From Persia to Paisley to Plymouth.....
18 August 2022
This beautiful outfit is one of many currently on display in our ‘Dress Code – Fashion Stories from The Box’ exhibition. The show gives a great insight into our costume and textiles collection, which isn’t often displayed, and the stories that connect the garments and accessories it contains with Plymouth.
The dress dates from the 1840s and is made from shot silk with a red lace trim. The copper effect has been created by weaving with different coloured silk threads: cream and dark red.
At the time when the dress was created, fashions were highly structured with wide silhouettes. The bodice has been reinforced with thin steel ‘strengtheners’, while the skirt is supported by a layer of cotton padding that would have been worn over several petticoats.
The dress has been paired with a large and very beautiful printed shawl with a fringe. It dates from 1840-1870 and is made of silk with an intricate pattern that mimics the traditional tear-drop designs of Persian woven textiles.
Shawls from Northern India and other stops on the silk route were highly desired accessories in the first half of the 1800s, when the powerful East India Company began to import them.
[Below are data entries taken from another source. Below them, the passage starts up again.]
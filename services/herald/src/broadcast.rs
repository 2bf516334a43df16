//! Announcements and their fan-out to subscribed servers

use async_trait::async_trait;
use chrono::{DateTime, Utc};
use serde::{Deserialize, Serialize};

use crate::config::TrackedService;
use crate::settings::SettingsStore;

const ANNOUNCE_COMMAND: &str = "!announce";
const ANNOUNCEMENT_COLOR: u32 = 0xF1C40F;

/// An announcement ready to be rendered by a chat platform
#[derive(Debug, Clone, PartialEq)]
pub struct Announcement {
    pub title: String,
    pub message: String,
    pub footer: Option<String>,
    pub color: u32,
    pub timestamp: DateTime<Utc>,
}

impl Announcement {
    pub fn new(message: impl Into<String>, service: Option<&TrackedService>) -> Self {
        let title = match service {
            Some(service) => format!("📢 Announcement for {}", service.name),
            None => "📢 Announcement".to_string(),
        };
        Self {
            title,
            message: message.into(),
            footer: service.map(|s| format!("{} {}", s.emoji, s.name)),
            color: ANNOUNCEMENT_COLOR,
            timestamp: Utc::now(),
        }
    }
}

/// Trait for delivering announcements to a channel
#[async_trait]
pub trait Announcer: Send + Sync + std::fmt::Debug {
    /// Succeeds once the platform session accepts requests
    async fn check_ready(&self) -> crate::Result<()>;

    async fn send(&self, channel_id: u64, announcement: &Announcement) -> crate::Result<()>;
}

/// A parsed `!announce [service] message` command
#[derive(Debug, Clone, PartialEq, Eq)]
pub struct AnnounceCommand {
    pub service_id: Option<String>,
    pub message: String,
}

/// Parse the owner's text command. The first word selects a service only if
/// it is a tracked service id and more text follows it.
pub fn parse_announce(text: &str, services: &[TrackedService]) -> Option<AnnounceCommand> {
    let mut parts = text.splitn(2, ' ');
    let command = parts.next()?;
    if !command.eq_ignore_ascii_case(ANNOUNCE_COMMAND) {
        return None;
    }
    let rest = parts.next()?.trim();
    if rest.is_empty() {
        return None;
    }

    let mut words = rest.splitn(2, ' ');
    let first = words.next().unwrap_or_default().to_lowercase();
    if let Some(message) = words.next().map(str::trim).filter(|m| !m.is_empty()) {
        if services.iter().any(|s| s.id == first) {
            return Some(AnnounceCommand {
                service_id: Some(first),
                message: message.to_string(),
            });
        }
    }

    Some(AnnounceCommand {
        service_id: None,
        message: rest.to_string(),
    })
}

/// How many channels an announcement reached
#[derive(Debug, Clone, Copy, Default, PartialEq, Eq, Serialize, Deserialize)]
pub struct BroadcastReport {
    pub sent: u32,
    pub failed: u32,
}

/// Send `announcement` to every server subscribed to `service_id`.
/// Failures are counted and never stop the fan-out.
pub async fn broadcast(
    store: &SettingsStore,
    announcer: &dyn Announcer,
    announcement: &Announcement,
    service_id: Option<&str>,
) -> BroadcastReport {
    let mut report = BroadcastReport::default();

    for (server_id, channel_id) in store.subscribers(service_id).await {
        match announcer.send(channel_id, announcement).await {
            Ok(()) => report.sent += 1,
            Err(e) => {
                tracing::warn!(
                    "Failed to send announcement to server {} channel {}: {}",
                    server_id,
                    channel_id,
                    e
                );
                report.failed += 1;
            }
        }
    }

    tracing::info!(
        "Announcement sent to {} servers ({} failures)",
        report.sent,
        report.failed
    );
    report
}
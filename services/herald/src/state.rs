//! Shared state for the cached status snapshot and published presence

use std::sync::Arc;
use std::time::Instant;

use tokio::sync::RwLock;

use crate::config::TrackedService;
use crate::presence::Activity;
use crate::status::StatusSnapshot;

/// Shared state accessible by the poller, dashboard and presence publisher
#[derive(Debug)]
pub struct SharedState {
    snapshot: Arc<StatusSnapshot>,
    pub last_poll_epoch_ms: u64,
    pub consecutive_failures: u32,
    pub presence: Option<Activity>,
    pub started_at: Instant,
}

impl Default for SharedState {
    fn default() -> Self {
        Self::new()
    }
}

impl SharedState {
    pub fn new() -> Self {
        Self {
            snapshot: Arc::new(StatusSnapshot::default()),
            last_poll_epoch_ms: 0,
            consecutive_failures: 0,
            presence: None,
            started_at: Instant::now(),
        }
    }

    /// Current snapshot; cheap to clone and immune to later swaps
    pub fn snapshot(&self) -> Arc<StatusSnapshot> {
        Arc::clone(&self.snapshot)
    }

    /// True until the first poll has populated the cache
    pub fn is_cold(&self) -> bool {
        self.snapshot.is_empty()
    }

    /// Swap in the result of a successful poll
    pub fn replace_snapshot(&mut self, snapshot: StatusSnapshot, now_ms: u64) {
        self.snapshot = Arc::new(snapshot);
        self.last_poll_epoch_ms = now_ms;
        self.consecutive_failures = 0;
    }

    /// Record a failed poll. The previous snapshot is kept unless the cache
    /// was never populated, in which case every service becomes offline.
    /// Returns true when the all-offline fallback was applied.
    pub fn record_failure(&mut self, services: &[TrackedService], now_ms: u64) -> bool {
        self.last_poll_epoch_ms = now_ms;
        self.consecutive_failures += 1;
        if self.snapshot.is_empty() {
            self.snapshot = Arc::new(StatusSnapshot::all_offline(services));
            true
        } else {
            false
        }
    }
}

/// Thread-safe shared state handle
pub type StateHandle = Arc<RwLock<SharedState>>;

pub fn new_state_handle() -> StateHandle {
    Arc::new(RwLock::new(SharedState::new()))
}
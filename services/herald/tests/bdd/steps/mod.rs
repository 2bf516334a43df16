//! BDD step definitions for herald service

pub mod aggregation_steps;
pub mod polling_steps;
pub mod settings_steps;
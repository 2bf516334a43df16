//! Redeploy webhook: verifies push signatures and runs the update command

use std::sync::Arc;

use axum::body::Bytes;
use axum::extract::State;
use axum::http::{HeaderMap, StatusCode};
use axum::routing::post;
use axum::Router;
use hmac::{Hmac, Mac};
use sha2::Sha256;

use crate::config::WebhookConfig;

type HmacSha256 = Hmac<Sha256>;

const SIGNATURE_HEADER: &str = "x-hub-signature-256";
const SIGNATURE_PREFIX: &str = "sha256=";

#[derive(Debug)]
struct WebhookState {
    secret: Option<String>,
    command: Option<String>,
}

/// Build the webhook router serving `POST /update`
pub fn build_router(config: &WebhookConfig) -> Router {
    let state = Arc::new(WebhookState {
        secret: config.secret.clone(),
        command: config.command.clone(),
    });
    Router::new()
        .route("/update", post(update_handler))
        .with_state(state)
}

/// Check a `sha256=<hex>` signature of `body` against `secret`
pub fn verify_signature(secret: &str, body: &[u8], signature: &str) -> bool {
    let Some(hex_digest) = signature.strip_prefix(SIGNATURE_PREFIX) else {
        return false;
    };
    let Ok(expected) = hex::decode(hex_digest) else {
        return false;
    };
    let Ok(mut mac) = HmacSha256::new_from_slice(secret.as_bytes()) else {
        return false;
    };
    mac.update(body);
    mac.verify_slice(&expected).is_ok()
}

async fn update_handler(
    State(state): State<Arc<WebhookState>>,
    headers: HeaderMap,
    body: Bytes,
) -> (StatusCode, &'static str) {
    if let Some(secret) = &state.secret {
        let signature = headers
            .get(SIGNATURE_HEADER)
            .and_then(|v| v.to_str().ok())
            .unwrap_or_default();
        if !verify_signature(secret, &body, signature) {
            tracing::warn!("Rejected webhook with missing or invalid signature");
            return (StatusCode::UNAUTHORIZED, "Unauthorized");
        }
    }

    let Some(command) = &state.command else {
        tracing::info!("Webhook received, no update command configured");
        return (StatusCode::OK, "OK");
    };

    match spawn_command(command) {
        Ok(()) => (StatusCode::OK, "OK"),
        Err(e) => {
            tracing::error!("Failed to start update command '{}': {}", command, e);
            (StatusCode::INTERNAL_SERVER_ERROR, "Update failed")
        }
    }
}

/// Start `command` (program followed by whitespace separated arguments)
/// and log its exit status in the background
fn spawn_command(command: &str) -> crate::Result<()> {
    let mut parts = command.split_whitespace();
    let program = parts
        .next()
        .ok_or_else(|| crate::HeraldError::Config("update command is empty".to_string()))?;

    let mut child = tokio::process::Command::new(program).args(parts).spawn()?;
    tracing::info!("Started update command '{}'", command);

    let command = command.to_string();
    tokio::spawn(async move {
        match child.wait().await {
            Ok(status) if status.success() => {
                tracing::info!("Update command '{}' finished", command)
            }
            Ok(status) => tracing::warn!("Update command '{}' exited with {}", command, status),
            Err(e) => tracing::warn!("Waiting for update command '{}' failed: {}", command, e),
        }
    });
    Ok(())
}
British weavers moved quickly to make affordable alternatives inspired by the delicate and skilful designs, including those in the Scottish town of Paisley.
Located near Glasgow, the Industrial Revolution turned Paisley from a small market town to an important industrial one. By the mid-1800s weaving had become the town’s main business and, although shawls dropped out of fashion in the 1870s, the Paisley pattern has endured ever since.
It uses the Persian droplet motif, known as a boteh or buta (an example is pictured below). It's thought to have been a representation of a floral spray combined with a cypress tree – a symbol of life and eternity in the ancient Persian religion known as Zoroastrianism. The seed-like shape is also thought to represent fertility, and connects with Hinduism because of its resemblance to the yin-yang symbol.
It’s still hugely popular in Iran and South and Central Asian countries where it’s woven onto fine clothing for weddings and celebrations in gold and silk thread. Here, it’s been used on everything from high fashion to domestic wares and gifts. Even ‘The Beatles’ loved it and wore it frequently during their Eastern-influenced period in the late 1960s.
You can see the dress and shawl on display in 'Dress Code - Fashion Stories from The Box' until 4 September. Exhibition opening hours are 10am-5pm Tuesday to Sunday and Bank Holiday Monday. Admission is free and there’s no need to book.